• _Stored data_

---*---

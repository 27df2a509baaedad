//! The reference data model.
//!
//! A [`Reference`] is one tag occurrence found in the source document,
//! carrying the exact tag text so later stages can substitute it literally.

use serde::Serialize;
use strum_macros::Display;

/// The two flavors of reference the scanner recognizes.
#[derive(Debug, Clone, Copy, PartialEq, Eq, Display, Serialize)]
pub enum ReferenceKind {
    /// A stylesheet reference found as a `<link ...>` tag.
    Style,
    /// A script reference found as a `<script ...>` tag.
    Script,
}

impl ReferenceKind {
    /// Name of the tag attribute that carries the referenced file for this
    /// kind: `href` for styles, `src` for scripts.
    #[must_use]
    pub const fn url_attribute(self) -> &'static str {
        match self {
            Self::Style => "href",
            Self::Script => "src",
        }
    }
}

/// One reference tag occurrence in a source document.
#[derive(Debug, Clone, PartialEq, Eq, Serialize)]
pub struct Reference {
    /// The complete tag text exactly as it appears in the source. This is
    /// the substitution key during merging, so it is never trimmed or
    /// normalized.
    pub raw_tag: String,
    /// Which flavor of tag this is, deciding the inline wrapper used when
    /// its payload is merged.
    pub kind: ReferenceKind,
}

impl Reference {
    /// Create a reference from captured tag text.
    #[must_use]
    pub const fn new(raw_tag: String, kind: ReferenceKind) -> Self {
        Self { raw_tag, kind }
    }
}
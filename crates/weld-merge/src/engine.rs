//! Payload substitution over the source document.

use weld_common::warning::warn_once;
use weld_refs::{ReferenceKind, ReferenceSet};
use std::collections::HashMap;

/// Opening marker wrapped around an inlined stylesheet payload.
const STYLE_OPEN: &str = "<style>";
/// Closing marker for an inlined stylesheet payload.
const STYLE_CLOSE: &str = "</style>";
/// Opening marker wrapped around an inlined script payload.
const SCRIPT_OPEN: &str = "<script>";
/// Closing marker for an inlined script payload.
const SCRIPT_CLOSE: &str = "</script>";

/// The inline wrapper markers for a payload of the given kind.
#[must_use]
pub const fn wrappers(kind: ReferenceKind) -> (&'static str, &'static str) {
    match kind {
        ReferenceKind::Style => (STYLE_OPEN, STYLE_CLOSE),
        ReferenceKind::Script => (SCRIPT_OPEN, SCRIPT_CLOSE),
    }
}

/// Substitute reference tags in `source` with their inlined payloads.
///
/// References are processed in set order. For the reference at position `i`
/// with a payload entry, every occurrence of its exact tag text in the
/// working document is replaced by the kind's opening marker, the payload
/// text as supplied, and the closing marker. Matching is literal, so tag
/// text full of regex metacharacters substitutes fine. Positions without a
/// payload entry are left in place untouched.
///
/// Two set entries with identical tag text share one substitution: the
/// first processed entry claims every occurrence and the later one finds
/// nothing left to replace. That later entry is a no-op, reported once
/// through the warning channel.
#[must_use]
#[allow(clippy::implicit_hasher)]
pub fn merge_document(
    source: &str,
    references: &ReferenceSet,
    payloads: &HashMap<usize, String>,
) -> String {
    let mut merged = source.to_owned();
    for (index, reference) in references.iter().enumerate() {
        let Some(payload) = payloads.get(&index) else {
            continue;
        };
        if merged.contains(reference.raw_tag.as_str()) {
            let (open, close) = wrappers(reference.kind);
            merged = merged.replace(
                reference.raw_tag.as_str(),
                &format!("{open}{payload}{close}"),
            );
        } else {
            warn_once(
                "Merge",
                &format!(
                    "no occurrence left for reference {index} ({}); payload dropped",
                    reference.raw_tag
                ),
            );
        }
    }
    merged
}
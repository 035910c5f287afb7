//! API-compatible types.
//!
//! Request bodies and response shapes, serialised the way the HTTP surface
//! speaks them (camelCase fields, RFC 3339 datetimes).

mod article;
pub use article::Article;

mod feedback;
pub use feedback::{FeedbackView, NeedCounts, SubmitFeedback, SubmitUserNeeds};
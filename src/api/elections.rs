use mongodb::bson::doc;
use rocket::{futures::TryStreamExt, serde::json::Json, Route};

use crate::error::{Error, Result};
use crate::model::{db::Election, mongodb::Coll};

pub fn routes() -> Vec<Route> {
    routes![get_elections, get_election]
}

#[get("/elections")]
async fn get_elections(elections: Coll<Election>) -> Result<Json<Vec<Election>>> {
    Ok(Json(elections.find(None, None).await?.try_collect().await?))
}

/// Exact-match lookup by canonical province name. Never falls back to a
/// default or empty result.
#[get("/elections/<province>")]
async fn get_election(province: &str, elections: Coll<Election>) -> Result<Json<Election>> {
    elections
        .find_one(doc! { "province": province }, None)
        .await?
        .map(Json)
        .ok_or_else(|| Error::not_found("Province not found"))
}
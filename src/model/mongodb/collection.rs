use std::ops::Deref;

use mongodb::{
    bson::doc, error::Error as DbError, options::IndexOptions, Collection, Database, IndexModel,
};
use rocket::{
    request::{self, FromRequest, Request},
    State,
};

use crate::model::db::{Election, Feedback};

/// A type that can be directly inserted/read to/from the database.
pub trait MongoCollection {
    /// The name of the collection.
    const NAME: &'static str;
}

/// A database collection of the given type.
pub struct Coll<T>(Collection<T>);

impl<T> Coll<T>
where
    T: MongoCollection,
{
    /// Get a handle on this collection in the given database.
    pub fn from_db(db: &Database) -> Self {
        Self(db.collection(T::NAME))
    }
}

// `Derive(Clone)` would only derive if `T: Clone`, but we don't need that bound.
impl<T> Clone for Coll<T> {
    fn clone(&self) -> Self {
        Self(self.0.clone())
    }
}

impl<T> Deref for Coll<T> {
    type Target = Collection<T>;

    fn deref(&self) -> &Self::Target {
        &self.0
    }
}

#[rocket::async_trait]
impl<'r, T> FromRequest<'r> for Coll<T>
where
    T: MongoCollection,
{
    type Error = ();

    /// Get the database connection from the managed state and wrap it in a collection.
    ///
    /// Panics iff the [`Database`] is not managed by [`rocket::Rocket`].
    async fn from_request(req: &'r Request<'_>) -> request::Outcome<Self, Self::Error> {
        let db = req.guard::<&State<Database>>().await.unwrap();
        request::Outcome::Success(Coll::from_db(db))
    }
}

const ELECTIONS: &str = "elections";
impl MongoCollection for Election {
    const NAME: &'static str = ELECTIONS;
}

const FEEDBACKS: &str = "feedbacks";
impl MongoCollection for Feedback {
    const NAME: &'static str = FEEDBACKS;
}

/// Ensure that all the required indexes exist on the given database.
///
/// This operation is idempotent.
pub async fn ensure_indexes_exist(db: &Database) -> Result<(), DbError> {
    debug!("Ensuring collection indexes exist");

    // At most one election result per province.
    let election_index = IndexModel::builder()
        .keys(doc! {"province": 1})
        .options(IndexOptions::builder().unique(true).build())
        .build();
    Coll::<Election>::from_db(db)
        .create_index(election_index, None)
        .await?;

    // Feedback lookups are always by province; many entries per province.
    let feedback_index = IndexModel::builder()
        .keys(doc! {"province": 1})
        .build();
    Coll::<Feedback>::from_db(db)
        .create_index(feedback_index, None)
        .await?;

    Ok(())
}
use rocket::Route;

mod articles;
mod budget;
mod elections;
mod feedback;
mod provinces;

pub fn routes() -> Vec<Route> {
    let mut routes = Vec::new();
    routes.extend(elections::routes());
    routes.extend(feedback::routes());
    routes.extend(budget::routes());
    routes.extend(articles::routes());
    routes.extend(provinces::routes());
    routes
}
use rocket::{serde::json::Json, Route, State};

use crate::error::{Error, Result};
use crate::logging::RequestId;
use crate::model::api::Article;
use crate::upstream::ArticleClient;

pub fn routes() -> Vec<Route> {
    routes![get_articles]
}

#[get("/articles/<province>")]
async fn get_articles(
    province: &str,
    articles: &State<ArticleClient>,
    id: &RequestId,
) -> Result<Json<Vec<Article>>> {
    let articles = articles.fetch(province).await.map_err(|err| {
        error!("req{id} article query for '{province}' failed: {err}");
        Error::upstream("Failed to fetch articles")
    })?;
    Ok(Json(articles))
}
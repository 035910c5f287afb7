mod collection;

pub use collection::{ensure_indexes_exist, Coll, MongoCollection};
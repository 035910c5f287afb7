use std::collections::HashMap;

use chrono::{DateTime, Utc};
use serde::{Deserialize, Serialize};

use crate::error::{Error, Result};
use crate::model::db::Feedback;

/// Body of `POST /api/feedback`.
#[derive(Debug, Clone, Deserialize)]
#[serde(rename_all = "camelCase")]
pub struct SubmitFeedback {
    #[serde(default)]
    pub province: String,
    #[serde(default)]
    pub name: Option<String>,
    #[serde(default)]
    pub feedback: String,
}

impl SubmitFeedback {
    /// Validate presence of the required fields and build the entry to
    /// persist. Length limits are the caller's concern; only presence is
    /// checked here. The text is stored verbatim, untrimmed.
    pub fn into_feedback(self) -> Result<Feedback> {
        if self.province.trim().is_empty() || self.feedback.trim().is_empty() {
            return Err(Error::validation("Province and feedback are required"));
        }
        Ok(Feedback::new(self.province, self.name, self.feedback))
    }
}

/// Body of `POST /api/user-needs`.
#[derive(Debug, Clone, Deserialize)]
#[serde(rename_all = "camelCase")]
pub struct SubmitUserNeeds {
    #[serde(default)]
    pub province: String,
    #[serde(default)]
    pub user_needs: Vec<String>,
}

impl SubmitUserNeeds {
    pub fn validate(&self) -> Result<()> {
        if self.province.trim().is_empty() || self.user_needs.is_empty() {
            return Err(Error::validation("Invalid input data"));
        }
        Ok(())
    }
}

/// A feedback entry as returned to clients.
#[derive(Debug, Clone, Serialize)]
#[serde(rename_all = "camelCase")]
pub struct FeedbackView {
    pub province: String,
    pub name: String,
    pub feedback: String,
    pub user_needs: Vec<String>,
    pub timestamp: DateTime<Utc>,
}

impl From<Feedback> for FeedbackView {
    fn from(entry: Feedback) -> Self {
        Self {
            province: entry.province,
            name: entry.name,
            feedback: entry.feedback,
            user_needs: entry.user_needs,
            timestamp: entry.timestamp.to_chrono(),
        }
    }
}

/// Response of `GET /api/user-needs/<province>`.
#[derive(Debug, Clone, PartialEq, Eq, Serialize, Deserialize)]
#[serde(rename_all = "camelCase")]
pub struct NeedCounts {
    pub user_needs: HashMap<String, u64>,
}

---*---

• _WORK TO BE COMPLETED_
Among the entries, count how many lines hold the string "extend", then state only that number.

• _SOLUTION_
5